▶ [What you have to do]:
If a line in the records below holds the string "request", count it; give only the total.
(Entries provided begins)
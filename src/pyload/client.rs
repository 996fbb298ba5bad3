use anyhow::{Context, Result, bail};
use async_trait::async_trait;
use log::{debug, info};
use reqwest::Client;
use serde::de::DeserializeOwned;
use serde_json::{Value, json};

use super::error::{ApiError, check_status};
use crate::domain::model::{Package, Pid};

/// Supplies the packages to group.
#[cfg_attr(test, mockall::automock)]
#[async_trait]
pub trait PackageSource: Send + Sync {
    async fn fetch_all(&self) -> Result<Vec<Package>>;
}

/// Applies merge mutations. Calls are independent and not transactional.
#[cfg_attr(test, mockall::automock)]
#[async_trait]
pub trait MutationSink: Send + Sync {
    async fn rename(&self, pid: Pid, new_name: &str) -> Result<()>;
    async fn append_links(&self, pid: Pid, urls: &[String]) -> Result<()>;
    async fn delete_packages(&self, pids: &[Pid]) -> Result<()>;
}

/// Which pyLoad package list to read.
#[derive(Debug, Clone, Copy, PartialEq, Eq, Default)]
pub enum Destination {
    #[default]
    Collector,
    Queue,
}

impl Destination {
    fn api_method(self) -> &'static str {
        match self {
            Destination::Collector => "getCollectorData",
            Destination::Queue => "getQueueData",
        }
    }
}

/// Client for the pyLoad 0.4 web API (`/api/<method>`).
///
/// Arguments are sent as form fields holding JSON values; the session id from
/// `login` rides along as a plain `session` field. When pyLoad cannot hand out
/// the id it only sets the session cookie, so the reqwest client should keep a
/// cookie store.
pub struct PyloadClient {
    client: Client,
    api_url: String,
    session: Option<String>,
    authenticated: bool,
    destination: Destination,
}

impl PyloadClient {
    #[tracing::instrument(skip(client))]
    pub fn new(client: Client, url: &str, destination: Destination) -> Self {
        Self {
            client,
            api_url: format!("{}/api", url.trim_end_matches('/')),
            session: None,
            authenticated: false,
            destination,
        }
    }

    pub fn api_url(&self) -> &str {
        &self.api_url
    }

    pub fn is_logged_in(&self) -> bool {
        self.authenticated
    }

    /// Log in and keep the session id for every following call.
    #[tracing::instrument(skip(self, password))]
    pub async fn login(&mut self, username: &str, password: &str) -> Result<()> {
        debug!("Logging in to {} as {}...", self.api_url, username);

        let response = self
            .client
            .post(format!("{}/login", self.api_url))
            .form(&[("username", username), ("password", password)])
            .send()
            .await
            .context("Failed to send login request to pyLoad")?;

        let response = check_status(response, "login")?;
        let body: Value = response
            .json()
            .await
            .context("Failed to parse login response from pyLoad")?;

        // `false` for bad credentials, `true` when only the cookie carries the session
        match body {
            Value::String(session) if !session.is_empty() => {
                info!("Logged in to pyLoad as {}", username);
                self.session = Some(session);
                self.authenticated = true;
                Ok(())
            }
            Value::Bool(true) => {
                info!("Logged in to pyLoad as {} (cookie session)", username);
                self.authenticated = true;
                Ok(())
            }
            Value::Bool(false) => Err(ApiError::AuthenticationFailed(format!(
                "pyLoad rejected the login for user '{}'",
                username
            ))
            .into()),
            other => bail!("Unexpected login response from pyLoad: {}", other),
        }
    }

    fn form(&self, args: &[(&str, Value)]) -> Vec<(String, String)> {
        let mut form: Vec<(String, String)> = args
            .iter()
            .map(|(key, value)| (key.to_string(), value.to_string()))
            .collect();
        if let Some(session) = &self.session {
            form.push(("session".to_string(), session.clone()));
        }
        form
    }

    async fn post(
        &self,
        method: &str,
        args: &[(&str, Value)],
    ) -> Result<reqwest::Response> {
        let url = format!("{}/{}", self.api_url, method);
        debug!("POST {}...", url);

        let response = self
            .client
            .post(&url)
            .form(&self.form(args))
            .send()
            .await
            .with_context(|| format!("Failed to send {} request to pyLoad", method))?;

        Ok(check_status(response, method)?)
    }

    /// Call an API method and decode its JSON result.
    #[tracing::instrument(skip(self, args))]
    async fn call<T: DeserializeOwned>(
        &self,
        method: &str,
        args: &[(&str, Value)],
    ) -> Result<T> {
        self.post(method, args)
            .await?
            .json::<T>()
            .await
            .with_context(|| format!("Failed to parse {} response from pyLoad", method))
    }

    /// Call an API method whose result carries nothing.
    #[tracing::instrument(skip(self, args))]
    async fn call_unit(&self, method: &str, args: &[(&str, Value)]) -> Result<()> {
        self.post(method, args).await?;
        Ok(())
    }
}

#[async_trait]
impl PackageSource for PyloadClient {
    #[tracing::instrument(skip(self))]
    async fn fetch_all(&self) -> Result<Vec<Package>> {
        let packages: Vec<Package> = self.call(self.destination.api_method(), &[]).await?;
        debug!(
            "Fetched {} package(s) from {:?}",
            packages.len(),
            self.destination
        );
        Ok(packages)
    }
}

#[async_trait]
impl MutationSink for PyloadClient {
    #[tracing::instrument(skip(self))]
    async fn rename(&self, pid: Pid, new_name: &str) -> Result<()> {
        self.call_unit("setPackageName", &[("pid", json!(pid)), ("name", json!(new_name))])
            .await
    }

    #[tracing::instrument(skip(self, urls))]
    async fn append_links(&self, pid: Pid, urls: &[String]) -> Result<()> {
        debug!("Adding {} link(s) to package {}", urls.len(), pid);
        self.call_unit("addFiles", &[("pid", json!(pid)), ("links", json!(urls))])
            .await
    }

    #[tracing::instrument(skip(self))]
    async fn delete_packages(&self, pids: &[Pid]) -> Result<()> {
        if pids.is_empty() {
            bail!("Refusing to call deletePackages without package ids");
        }
        self.call_unit("deletePackages", &[("pids", json!(pids))]).await
    }
}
(Entries provided ends)
▶ [Response area]:
2